We review a grant of summary judgment de novo. Farhat v. Jopke, 370 F.3d 580, 587 (6th Cir.2004). Summary judgment is appropriate when the evidence presents no genuine issue of material fact and the non-moving party is entitled to judgment as a matter of law. Fed. R.Civ.P. 56(c).

*473 We address Sargent’s claims first with respect to Taylor, and second with respect to the City of Toledo Police Department. Sargent argues that Taylor violated Sargent’s Fourth Amendment rights and therefore cannot claim the protection of immunity. Because the question of whether Taylor may claim qualified immunity necessarily turns on whether Taylor committed a constitutional violation, we analyze the two claims together. This court has recently approved the following two-step inquiry to determine if qualified immunity is available: (1) whether the facts, taken in the light most favorable to the plaintiff, sufficiently establish a violation of a constitutional right; and (2) if the facts do suggest a violation, whether the right at issue was clearly established. Greene v. Barber, 310 F.3d 889, 893 (6th Cir.2002) (citing Saucier v.
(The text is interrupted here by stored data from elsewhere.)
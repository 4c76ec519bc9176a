//! Drops records that are missing any required field.

use retail_insight_core::{CleaningSummary, RawTransaction, Transaction};

/// Valid transactions in input order plus a tally of what was dropped.
#[derive(Debug, Clone, Default, PartialEq)]
pub struct CleaningOutcome {
    pub transactions: Vec<Transaction>,
    pub summary: CleaningSummary,
}

/// Keeps every record whose required fields are all present, preserving order.
///
/// Incomplete records are excluded, never reported as an error.
pub fn clean(raw: Vec<RawTransaction>) -> CleaningOutcome {
    let mut outcome = CleaningOutcome {
        transactions: Vec::with_capacity(raw.len()),
        summary: CleaningSummary::default(),
    };

    for (index, record) in raw.into_iter().enumerate() {
        match record.into_valid() {
            Ok(tx) => outcome.transactions.push(tx),
            Err(field) => {
                tracing::debug!(index, %field, "Dropping record with missing required field");
                outcome.summary.dropped += 1;
                *outcome.summary.missing_by_field.entry(field).or_default() += 1;
            }
        }
    }
    outcome.summary.kept = outcome.transactions.len();

    tracing::info!(
        kept = outcome.summary.kept,
        dropped = outcome.summary.dropped,
        "Cleaned transaction records"
    );
    outcome
}
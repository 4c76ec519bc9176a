use retail_insight_analysis::run_pipeline;
use retail_insight_core::{ChartConfig, OutputConfig, OverstockThresholds, ReportSink};
use retail_insight_data::{CsvRecordSource, FileReportSink};

const SALES: &str = "\
order_id,order_date,region,category,sub_category,product_id,product_name,quantity,unit_price,cost_price,inventory_days,stock_on_hand
A-1,2024-04-01,West,Technology,Accessories,TEC-AC-1,Wireless Mouse,2,25.00,15.00,120,60
A-2,2024-04-02,East,Technology,Accessories,TEC-AC-1,Wireless Mouse,1,25.00,15.00,100,59
A-3,2024-04-03,East,Furniture,Tables,FUR-TA-1,Folding Table,3,80.00,70.00,65,12
A-4,2024-04-04,South,Furniture,Tables,FUR-TA-1,Folding Table,,80.00,70.00,65,11
A-5,2024-04-05,South,Office Supplies,Labels,OFF-LA-1,Address Labels,40,3.00,1.00,10,500
A-6,2024-04-06,Central,Office Supplies,Labels,OFF-LA-1,Address Labels,0,3.00,1.00,12,500
";

#[test]
fn csv_in_pipeline_csv_out() {
    let dir = tempfile::tempdir().unwrap();
    let input = dir.path().join("sales.csv");
    std::fs::write(&input, SALES).unwrap();

    let records = CsvRecordSource::from_path(&input).unwrap();
    assert_eq!(records.len(), 6);

    let report = run_pipeline(records, &OverstockThresholds::default());
    assert_eq!(report.cleaning.kept, 5);
    assert_eq!(report.aggregates.len(), 3);
    assert!(report.correlation.coefficient().is_some());

    let output = OutputConfig {
        chart_path: dir.path().join("chart.svg").display().to_string(),
        overstock_path: dir.path().join("slow.csv").display().to_string(),
    };
    let mut sink = FileReportSink::new(&output, &ChartConfig::default());
    sink.write_scatter(&report.scatter).unwrap();
    sink.write_overstock(&report.overstock).unwrap();

    let mut reader = csv::Reader::from_path(&output.overstock_path).unwrap();
    let ids: Vec<String> = reader
        .records()
        .map(|r| r.unwrap()[0].to_string())
        .collect();
    // mouse: 110 days, 3 sold; table: 65 days, 3 sold; labels: fast movers
    assert_eq!(ids, vec!["TEC-AC-1", "FUR-TA-1"]);

    let svg = std::fs::read_to_string(&output.chart_path).unwrap();
    assert_eq!(svg.matches("<circle").count(), 3);
}
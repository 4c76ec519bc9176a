//! CLI commands for the retail analysis tool.

pub mod analyze;
pub mod common;
pub mod products;

pub use analyze::{run_analyze, AnalyzeArgs};
pub use products::{run_products, ProductsArgs};
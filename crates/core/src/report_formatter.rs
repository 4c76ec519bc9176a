#![allow(clippy::format_push_string)]
#![allow(clippy::uninlined_format_args)]

use crate::report::{AnalysisReport, Correlation};
use crate::types::ProductAggregate;

pub struct ReportFormatter;

impl ReportFormatter {
    /// One-line correlation message, three decimals or the undefined marker.
    #[must_use]
    pub fn correlation_line(correlation: &Correlation) -> String {
        format!(
            "Pearson correlation between inventory days and profit margin: {}",
            correlation
        )
    }

    #[must_use]
    pub fn format(report: &AnalysisReport) -> String {
        let mut output = String::new();

        output.push('\n');
        output.push_str("═══════════════════════════════════════════════════════════════\n");
        output.push_str("              INVENTORY AGING VS PROFITABILITY                 \n");
        output.push_str("═══════════════════════════════════════════════════════════════\n");
        output.push('\n');

        output.push_str("Input Records\n");
        output.push_str("───────────────────────────────────────────────────────────────\n");
        output.push_str(&format!(
            "Kept:                  {}\n",
            report.cleaning.kept
        ));
        output.push_str(&format!(
            "Dropped:               {}\n",
            report.cleaning.dropped
        ));
        for (field, count) in &report.cleaning.missing_by_field {
            output.push_str(&format!("  missing {:<14} {}\n", field.column_name(), count));
        }
        if report.cleaning.overflowed > 0 {
            output.push_str(&format!(
                "Overflowed:            {}\n",
                report.cleaning.overflowed
            ));
        }
        output.push('\n');

        output.push_str("Products\n");
        output.push_str("───────────────────────────────────────────────────────────────\n");
        output.push_str(&format!(
            "Product Groups:        {}\n",
            report.aggregates.len()
        ));
        output.push_str(&format!(
            "Plotted Points:        {}\n",
            report.scatter.len()
        ));
        output.push_str(&format!(
            "Slow / Overstocked:    {}\n",
            report.overstock.len()
        ));
        output.push('\n');

        output.push_str(&Self::correlation_line(&report.correlation));
        output.push('\n');

        if !report.overstock.is_empty() {
            output.push('\n');
            output.push_str(&Self::format_table(&report.overstock.rows));
        }

        output.push_str("═══════════════════════════════════════════════════════════════\n");
        output
    }

    /// Fixed-width table of product aggregates.
    #[must_use]
    pub fn format_table(rows: &[ProductAggregate]) -> String {
        let mut output = String::new();
        output.push_str(&format!(
            "{:<12} {:<24} {:>8} {:>12} {:>12} {:>8} {:>9}\n",
            "Product", "Name", "Qty", "Revenue", "Profit", "Margin", "Inv Days"
        ));
        output.push_str("───────────────────────────────────────────────────────────────────────────────────────────\n");
        for row in rows {
            let days = row
                .avg_inventory_days
                .map_or_else(|| "-".to_string(), |d| format!("{:.1}", d));
            output.push_str(&format!(
                "{:<12} {:<24} {:>8} {:>12.2} {:>12.2} {:>8.3} {:>9}\n",
                truncate(&row.key.product_id, 12),
                truncate(row.key.product_name.as_deref().unwrap_or("-"), 24),
                row.total_qty_sold,
                row.total_revenue,
                row.total_profit,
                row.avg_margin,
                days
            ));
        }
        output
    }
}

fn truncate(s: &str, width: usize) -> String {
    if s.chars().count() <= width {
        s.to_string()
    } else {
        let mut out: String = s.chars().take(width.saturating_sub(1)).collect();
        out.push('…');
        out
    }
}
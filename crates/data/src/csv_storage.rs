use anyhow::{Context, Result};
use csv::Writer;
use retail_insight_core::{OverstockReport, ProductAggregate};
use std::fs::File;
use std::io::Write;
use std::path::Path;

pub const AGGREGATE_COLUMNS: [&str; 11] = [
    "product_id",
    "product_name",
    "category",
    "sub_category",
    "total_qty_sold",
    "total_revenue",
    "total_cost",
    "total_profit",
    "avg_margin",
    "avg_inventory_days",
    "avg_stock_on_hand",
];

pub struct CsvStorage;

impl CsvStorage {
    /// Writes the overstock report to a CSV file, one row per product in report order.
    ///
    /// Format: product_id,product_name,category,sub_category,total_qty_sold,
    /// total_revenue,total_cost,total_profit,avg_margin,avg_inventory_days,avg_stock_on_hand
    ///
    /// An empty report produces a header-only file.
    ///
    /// # Errors
    /// Returns error if file cannot be created or writing fails
    pub fn write_overstock(path: impl AsRef<Path>, report: &OverstockReport) -> Result<()> {
        let path = path.as_ref();
        let file = File::create(path)
            .with_context(|| format!("Failed to create CSV file: {}", path.display()))?;
        Self::write_aggregates(file, &report.rows)
            .with_context(|| format!("Failed to write CSV file: {}", path.display()))?;

        tracing::info!(path = %path.display(), rows = report.len(), "Wrote overstock report");
        Ok(())
    }

    /// Writes aggregate rows with a header to any writer.
    ///
    /// # Errors
    /// Returns error if writing fails
    pub fn write_aggregates<W: Write>(out: W, rows: &[ProductAggregate]) -> Result<()> {
        let mut writer = Writer::from_writer(out);

        writer.write_record(AGGREGATE_COLUMNS)?;

        for row in rows {
            writer.write_record(&[
                row.key.product_id.clone(),
                row.key.product_name.clone().unwrap_or_default(),
                row.key.category.clone().unwrap_or_default(),
                row.key.sub_category.clone().unwrap_or_default(),
                row.total_qty_sold.to_string(),
                row.total_revenue.normalize().to_string(),
                row.total_cost.normalize().to_string(),
                row.total_profit.normalize().to_string(),
                row.avg_margin.normalize().to_string(),
                optional(row.avg_inventory_days),
                optional(row.avg_stock_on_hand),
            ])?;
        }

        writer.flush()?;
        Ok(())
    }
}

fn optional(value: Option<f64>) -> String {
    value.map(|v| v.to_string()).unwrap_or_default()
}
Katz, 533 U.S. 194, 201-02, 121 S.Ct. 2151, 150 L.Ed.2d 272 (2001)).

A.

The Fourth Amendment, applicable to the states through the Fourteenth Amendment, guarantees that the “right of the people to be secure in their persons, [and] houses ..., against unreasonable searches and seizures, shall not be violated, and no Warrants shall issue, but upon probable cause.” U.S. Const, amend. IV. The “basic purpose of this Amendment ... is to safeguard the privacy and security of individuals against arbitrary invasions by government officials.” Camara v. Mun. Ct. of San Francisco, 387 U.S. 523, 528, 87 S.Ct. 1727, 18 L.Ed.2d 930 (1967).

Three distinct events occurred that could give rise to a Fourth Amendment violation: (1) the officers’ entry into Sargent’s home; (2) the officers’ conversation with Sargent in his kitchen and the subsequent pursuit; and (3) the use of deadly force to apprehend Sargent. Because different alleged violations of the Fourth Amendment are governed by different analytical frameworks, we analyze each claim individually.

1.

Except in limited circumstances, “a search of private property without proper consent is ‘unreasonable’ unless it has been authorized by a valid search warrant.” Camara, 387 U.S. at 528-29, 87 S.Ct. 1727. Furthermore, “searches and seizures inside a home without a warrant are presumptively unreasonable.” Payton v. New York, 445 U.S. 573, 586, 100 S.Ct. 1371, 63 L.Ed.2d 639 (1980). Thus, if officers enter a home without either a warrant or consent, the government “must overcome the presumption that this entry was unreasonable.” United States v. Rohrig, 98 F.3d 1506, 1515 (6th Cir.1996).

Warrantless intrusions into the home, however, are justified in instances of “exigent circumstances.” Id. Exigent circumstances arise when police are in hot pursuit of a fleeing felon, when the potential destruction of evidence is imminent, when necessary to prevent a suspect’s escape, and when a risk of danger is posed to the police or others in the community. Id. at 1519.